Lo siento, pero toca hablar de la Navidad. Son muchos los que se empeñan en odiar este momento del año, pero yo, debo confesarlo, adoro el significado que tiene.
No, no es por religión. Los seres humanos necesitamos límites mentales y el tiempo es una de nuestras mejores medidas. Cada doce meses salimos de un ciclo y entramos en otro, celebramos una especie de renovación, y eso es muy sano para nuestra cabeza. Como decía la canción, hacemos balance de lo bueno y malo. No solo efectuamos recuento de lo ocurrido en el último año, también recordamos las metas que nos quedan por alcanzar y a las personas que siguen a nuestro lado.
Por eso me gusta celebrar las dos semanas que nos quedan por delante. Da igual cómo, pero es importante para nuestro bienestar emocional hacer un cambio en la rutina. No se trata de comer y beber porque sí, sino de reunirte con aquellos que te importan y que no has podido ver siempre que has querido. No se trata de comprar regalos a lo tonto, sino de procurar hacer felices a sus destinatarios. No se trata de llenar la casa de objetos horteras, sino de sentir que vives en un palacio por unos días.

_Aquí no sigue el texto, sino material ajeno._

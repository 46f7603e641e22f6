use axum::{
    extract::{Json, State},
    http::{HeaderMap, StatusCode},
    response::{IntoResponse, Response},
};
use serde_json::json;
use tracing::{error, warn};

use super::{session::AuthSession, session_headers, REFRESH_AFTER_SECS};
use crate::models::{
    signup::{normalize_email, LoginPayload},
    user::PublicUser,
};
use crate::responses::JsonResponse;
use crate::state::AppState;
use crate::utils::{jwt::unix_now, password::verify_password};

pub async fn handle_login(
    State(app_state): State<AppState>,
    Json(payload): Json<LoginPayload>,
) -> Response {
    let email = normalize_email(&payload.email);
    let user = match app_state.db.find_user_by_email(&email).await {
        Ok(Some(record)) => record,
        Ok(None) => return JsonResponse::unauthorized("Invalid credentials").into_response(),
        Err(err) => {
            error!(?err, "failed to look up user for login");
            return JsonResponse::server_error("Database error").into_response();
        }
    };

    if user.password_hash.trim().is_empty() {
        return JsonResponse::unauthorized("Invalid credentials").into_response();
    }

    match verify_password(&payload.password, &user.password_hash) {
        Ok(true) => match session_headers(&app_state, &user) {
            Ok(headers) => (
                StatusCode::OK,
                headers,
                Json(json!({
                    "success": true,
                    "user": PublicUser::from(&user),
                })),
            )
                .into_response(),
            Err(err) => {
                error!(user_id = %user.id, ?err, "failed to issue session");
                JsonResponse::server_error("Token generation failed").into_response()
            }
        },
        Ok(false) => JsonResponse::unauthorized("Invalid credentials").into_response(),
        Err(err) => {
            error!(user_id = %user.id, ?err, "password verification error");
            JsonResponse::server_error("Internal error").into_response()
        }
    }
}

pub async fn handle_me(
    State(app_state): State<AppState>,
    AuthSession(claims): AuthSession,
) -> Response {
    let Some(user_id) = claims.user_id() else {
        return JsonResponse::unauthorized("Invalid user ID").into_response();
    };

    let user = match app_state.db.find_user_by_id(user_id).await {
        Ok(Some(user)) => user,
        Ok(None) => return JsonResponse::unauthorized("User not found").into_response(),
        Err(err) => {
            error!(%user_id, ?err, "failed to load user");
            return JsonResponse::server_error("Database error").into_response();
        }
    };

    let plan = match app_state.plan_reader.current_plan(user_id).await {
        Ok(plan) => plan,
        Err(err) => {
            error!(%user_id, ?err, "failed to read current plan");
            return JsonResponse::server_error("Could not load plan").into_response();
        }
    };

    // Sliding session: an active user keeps getting a fresh 7-day cookie.
    let mut headers = HeaderMap::new();
    let age = unix_now()
        .map(|now| now as i64 - claims.iat as i64)
        .unwrap_or_default();
    if age >= REFRESH_AFTER_SECS {
        match session_headers(&app_state, &user) {
            Ok(fresh) => headers = fresh,
            Err(err) => warn!(%user_id, ?err, "failed to refresh session"),
        }
    }

    (
        StatusCode::OK,
        headers,
        Json(json!({
            "success": true,
            "user": PublicUser::from(&user),
            "limits": plan.plan.limits(),
            "plan": plan,
        })),
    )
        .into_response()
}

Es cierto que a todos nos falta algún ser querido y es ahora cuando más se nota su ausencia. Pero yo prefiero pensar que ellos también echaron en falta a alguien, y sin embargo hicieron que nuestras Navidades del pasado fueran muy felices. Por lo tanto, en honor a su memoria debemos intentar, en un ejercicio de empatía, no amargar la existencia a los que nos acompañan en las Navidades del presente.

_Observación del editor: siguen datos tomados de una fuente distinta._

use std::collections::HashMap;
use std::sync::Arc;

use crate::application::{load_room, GameError};
use crate::domain::entities::{Player, Room};
use crate::domain::repositories::RoomRepository;
use crate::domain::value_objects::GameStateView;

/// Get game state input
pub struct GetGameStateInput {
    pub room_id: String,
}

/// Get game state use case
pub struct GetGameState<R: RoomRepository> {
    room_repo: Arc<R>,
}

impl<R: RoomRepository> GetGameState<R> {
    pub fn new(room_repo: Arc<R>) -> Self {
        Self { room_repo }
    }

    pub async fn execute(&self, input: GetGameStateInput) -> Result<GameStateView, GameError> {
        let room = load_room(self.room_repo.as_ref(), &input.room_id).await?;
        build_state_view(self.room_repo.as_ref(), room).await
    }
}

/// Resolve the members of a room in turn order
pub(crate) async fn build_state_view<R: RoomRepository>(
    repo: &R,
    room: Room,
) -> Result<GameStateView, GameError> {
    let found = repo.find_players_by_ids(&room.member_ids).await?;
    let mut by_id: HashMap<String, Player> = found.into_iter().map(|p| (p.id.clone(), p)).collect();

    let players: Vec<Player> = room
        .member_ids
        .iter()
        .filter_map(|id| by_id.remove(id))
        .collect();

    let current_player = room
        .current_player_id()
        .and_then(|id| players.iter().find(|p| p.id == id))
        .cloned();

    Ok(GameStateView {
        room,
        players,
        current_player,
    })
}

Así que durante estos días, como si de un ritual de purificación se tratara, volveré a leer Canción de Navidad de Dickens, veré de nuevo ¡Qué bello es vivir! de Frank Capra, regalaré decenas de libros a los míos, brindaré con champán, me alegraré por los que les ha tocado la lotería, enviaré un montón de mensajes moñas y me atragantaré con las uvas de Nochevieja.
Porque si todos los días fueran Navidad, quizá este sería un mundo mejor. Felices fiestas a todos.